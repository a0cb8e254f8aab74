//! Helpers for turning asset files into references the generated script can use.
//!
//! The module splits responsibilities into focused submodules so that extension filtering,
//! URL building and data URI encoding can be tested independently. [`ReferenceResolver`]
//! ties them together and is shared by the icon table builder and the logo resolver.

mod data_uri;
mod filters;
mod url;

use std::path::{Path, PathBuf};

use serde::{Deserialize, Serialize};

use crate::error::ManifestResult;
use crate::models::AssetEntry;

pub use data_uri::{encode_data_uri, inline_data_uri, mime_for_extension};
pub use filters::ExtensionFilter;
pub use url::relative_asset_url;

/// How a file is turned into a reference.
#[derive(Debug, Clone, Copy, Default, PartialEq, Eq, Deserialize, Serialize)]
#[serde(rename_all = "lowercase")]
pub enum Encoding {
    /// Percent-encoded path relative to the project root.
    Url,
    /// Base64 `data:` URI carrying the file contents.
    #[default]
    Inline,
}

/// Resolves asset paths against a fixed project root.
#[derive(Debug, Clone)]
pub struct ReferenceResolver {
    root: PathBuf,
}

impl ReferenceResolver {
    /// Create a resolver producing URLs relative to `root`.
    pub fn new(root: impl Into<PathBuf>) -> Self {
        Self { root: root.into() }
    }

    /// Resolve `path` using the requested encoding, typing data URIs by its extension.
    pub fn resolve(&self, path: &Path, encoding: Encoding) -> ManifestResult<String> {
        let extension = path
            .extension()
            .and_then(|ext| ext.to_str())
            .unwrap_or_default();
        self.resolve_as(path, extension, encoding)
    }

    /// Resolve a scanned entry, reusing the extension the scanner recorded.
    pub fn resolve_entry(&self, entry: &AssetEntry, encoding: Encoding) -> ManifestResult<String> {
        self.resolve_as(&entry.source_path, &entry.extension, encoding)
    }

    fn resolve_as(
        &self,
        path: &Path,
        extension: &str,
        encoding: Encoding,
    ) -> ManifestResult<String> {
        match encoding {
            Encoding::Url => relative_asset_url(path, &self.root),
            Encoding::Inline => inline_data_uri(path, extension),
        }
    }
}

#[cfg(test)]
mod tests {
    use super::*;
    use std::fs;
    use tempfile::tempdir;

    #[test]
    fn resolves_the_same_file_both_ways() {
        let dir = tempdir().unwrap();
        let icon = dir.path().join("Pictograms").join("star.svg");
        fs::create_dir_all(icon.parent().unwrap()).unwrap();
        fs::write(&icon, "<svg/>").unwrap();

        let resolver = ReferenceResolver::new(dir.path());
        assert_eq!(
            resolver.resolve(&icon, Encoding::Url).unwrap(),
            "Pictograms/star.svg"
        );
        assert_eq!(
            resolver.resolve(&icon, Encoding::Inline).unwrap(),
            "data:image/svg+xml;base64,PHN2Zy8+"
        );
    }

    #[test]
    fn entries_are_typed_by_their_recorded_extension() {
        let dir = tempdir().unwrap();
        let file = dir.path().join("mark");
        fs::write(&file, "<svg/>").unwrap();
        let entry = AssetEntry {
            key: "mark".into(),
            source_path: file.clone(),
            extension: "svg".into(),
        };

        let resolver = ReferenceResolver::new(dir.path());
        assert_eq!(
            resolver.resolve_entry(&entry, Encoding::Inline).unwrap(),
            "data:image/svg+xml;base64,PHN2Zy8+"
        );
        assert_eq!(
            resolver.resolve(&file, Encoding::Inline).unwrap(),
            "data:application/octet-stream;base64,PHN2Zy8+"
        );
        assert_eq!(resolver.resolve_entry(&entry, Encoding::Url).unwrap(), "mark");
    }

    #[test]
    fn encoding_parses_from_lowercase_names() {
        let url: Encoding = serde_json::from_str("\"url\"").unwrap();
        let inline: Encoding = serde_json::from_str("\"inline\"").unwrap();
        assert_eq!(url, Encoding::Url);
        assert_eq!(inline, Encoding::Inline);
    }
}
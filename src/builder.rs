//! Generation orchestrator: scan, resolve, render, then write once.

use std::path::{Path, PathBuf};

use tracing::{debug, info};

use crate::asset_paths::ReferenceResolver;
use crate::config::{EmitMode, ProjectConfig};
use crate::emit::{Emitter, FullFileEmitter, PatchEmitter, write_output};
use crate::error::ManifestResult;
use crate::manifest::{IconTables, build_icon_tables, resolve_logos, scan_assets};
use crate::models::{GenerationReport, Manifest};

/// High-level helper for producing the asset lookup script of one project.
pub struct ManifestGenerator<'a> {
    root: &'a Path,
    config: &'a ProjectConfig,
}

impl<'a> ManifestGenerator<'a> {
    /// Create a generator for the project rooted at `root`.
    pub fn new(root: &'a Path, config: &'a ProjectConfig) -> Self {
        Self { root, config }
    }

    /// Path of the script this generator writes.
    pub fn target(&self) -> PathBuf {
        self.config.target_path(self.root)
    }

    /// Scan the icon directories and resolve the logo table.
    pub fn build_manifest(&self) -> ManifestResult<Manifest> {
        let resolver = ReferenceResolver::new(self.root);

        let entries = scan_assets(
            &self.config.icon_roots(self.root),
            &self.config.extension_filter(),
            &self.config.scan_policy(self.root),
        )?;
        debug!(count = entries.len(), "discovered icon files");

        let IconTables { urls, inline } =
            build_icon_tables(&entries, &resolver, self.config.needs_inline_icons())?;

        let logos = resolve_logos(
            &self.config.logo_spec(self.root),
            &resolver,
            self.config.logo_encoding,
        )?;

        Ok(Manifest {
            icons: urls,
            icons_inline: inline,
            logos,
        })
    }

    /// Emitter selected by the configured mode.
    pub fn emitter(&self) -> ManifestResult<Box<dyn Emitter>> {
        match self.config.mode {
            EmitMode::Full => Ok(Box::new(FullFileEmitter)),
            EmitMode::Patch => Ok(Box::new(PatchEmitter::load(
                &self.target(),
                self.config.patch_blocks.clone(),
            )?)),
        }
    }

    /// Run the whole pipeline. The target is only touched after everything rendered.
    #[tracing::instrument(skip(self), fields(root = %self.root.display()))]
    pub fn generate(&self) -> ManifestResult<GenerationReport> {
        let manifest = self.build_manifest()?;
        let contents = self.emitter()?.render(&manifest)?;

        let target = self.target();
        write_output(&target, &contents)?;

        let report = GenerationReport {
            target: target
                .strip_prefix(self.root)
                .map(Path::to_path_buf)
                .unwrap_or(target),
            icon_count: manifest.icons.len(),
            inline_icon_count: manifest.icons_inline.as_ref().map(|table| table.len()),
            logo_count: manifest.logos.len(),
        };
        info!(
            icons = report.icon_count,
            logos = report.logo_count,
            "generated asset manifest"
        );
        Ok(report)
    }
}
//! Upload name validation and normalization.

use super::types::ValidationErrors;

/// Field name used in validation error maps.
pub const FILE_FIELD: &str = "file";

/// Longest accepted client file name, in characters.
pub const MAX_NAME_CHARS: usize = 100;

/// Reduce a client-supplied name to its final path component.
///
/// Both `/` and `\` count as separators so Windows paths from browsers are handled too.
pub(crate) fn base_name(name: &str) -> &str {
    name.rsplit(['/', '\\']).next().unwrap_or(name).trim()
}

/// Validate an upload and return the cleaned original name.
pub(crate) fn validate_upload(
    bytes: &[u8],
    original_name: Option<&str>,
) -> Result<String, ValidationErrors> {
    let name = original_name.map(base_name).unwrap_or_default();
    if name.is_empty() {
        return Err(ValidationErrors::single(
            FILE_FIELD,
            "No filename could be determined.",
        ));
    }

    let length = name.chars().count();
    if length > MAX_NAME_CHARS {
        return Err(ValidationErrors::single(
            FILE_FIELD,
            format!(
                "Ensure this filename has at most {MAX_NAME_CHARS} characters (it has {length})."
            ),
        ));
    }

    if bytes.is_empty() {
        return Err(ValidationErrors::single(
            FILE_FIELD,
            "The submitted file is empty.",
        ));
    }

    Ok(name.to_string())
}

/// Map a validated name onto a filesystem-safe blob name, keeping its extension.
pub(crate) fn storage_name(name: &str) -> String {
    let cleaned: String = name
        .chars()
        .map(|c| {
            if c.is_ascii_alphanumeric() || matches!(c, '.' | '-' | '_') {
                c
            } else {
                '_'
            }
        })
        .collect();
    // A leading dot would hide the blob and "." / ".." must never become path components.
    let trimmed = cleaned.trim_start_matches('.');
    if trimmed.is_empty() {
        "upload".to_string()
    } else {
        trimmed.to_string()
    }
}

#[cfg(test)]
mod tests {
    use super::*;

    #[test]
    fn base_name_strips_directories() {
        assert_eq!(base_name("../../etc/passwd.txt"), "passwd.txt");
        assert_eq!(base_name(r"C:\Users\me\report.pdf"), "report.pdf");
        assert_eq!(base_name("notes.md"), "notes.md");
    }

    #[test]
    fn rejects_missing_and_blank_names() {
        for name in [None, Some(""), Some("   "), Some("dir/")] {
            let errors = validate_upload(b"data", name).expect_err("name required");
            assert_eq!(
                errors.field(FILE_FIELD),
                Some(&["No filename could be determined.".to_string()][..])
            );
        }
    }

    #[test]
    fn rejects_overlong_names() {
        let name = format!("{}.txt", "a".repeat(97));
        let errors = validate_upload(b"data", Some(&name)).expect_err("too long");
        assert_eq!(
            errors.field(FILE_FIELD),
            Some(
                &["Ensure this filename has at most 100 characters (it has 101).".to_string()][..]
            )
        );
    }

    #[test]
    fn rejects_empty_payload() {
        let errors = validate_upload(b"", Some("notes.txt")).expect_err("empty");
        assert_eq!(errors.to_string(), "file: The submitted file is empty.");
    }

    #[test]
    fn storage_name_keeps_extension_and_drops_unsafe_chars() {
        assert_eq!(storage_name("my report (v2).pdf"), "my_report__v2_.pdf");
        assert_eq!(storage_name("..hidden.txt"), "hidden.txt");
        assert_eq!(storage_name(".."), "upload");
    }
}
################
**Exercise brief:** Copy only this part of the entries above: the line with "use crate::asset_paths::ReferenceResolver;", the line with "pub fn build_manifest(&self)", and the lines between, all exactly as written.

**Result:**
use crate::asset_paths::ReferenceResolver;
use crate::config::{EmitMode, ProjectConfig};
use crate::emit::{Emitter, FullFileEmitter, PatchEmitter, write_output};
use crate::error::ManifestResult;
use crate::manifest::{IconTables, build_icon_tables, resolve_logos, scan_assets};
use crate::models::{GenerationReport, Manifest};

/// High-level helper for producing the asset lookup script of one project.
pub struct ManifestGenerator<'a> {
    root: &'a Path,
    config: &'a ProjectConfig,
}

impl<'a> ManifestGenerator<'a> {
    /// Create a generator for the project rooted at `root`.
    pub fn new(root: &'a Path, config: &'a ProjectConfig) -> Self {
        Self { root, config }
    }

    /// Path of the script this generator writes.
    pub fn target(&self) -> PathBuf {
        self.config.target_path(self.root)
    }

    /// Scan the icon directories and resolve the logo table.
    pub fn build_manifest(&self) -> ManifestResult<Manifest> {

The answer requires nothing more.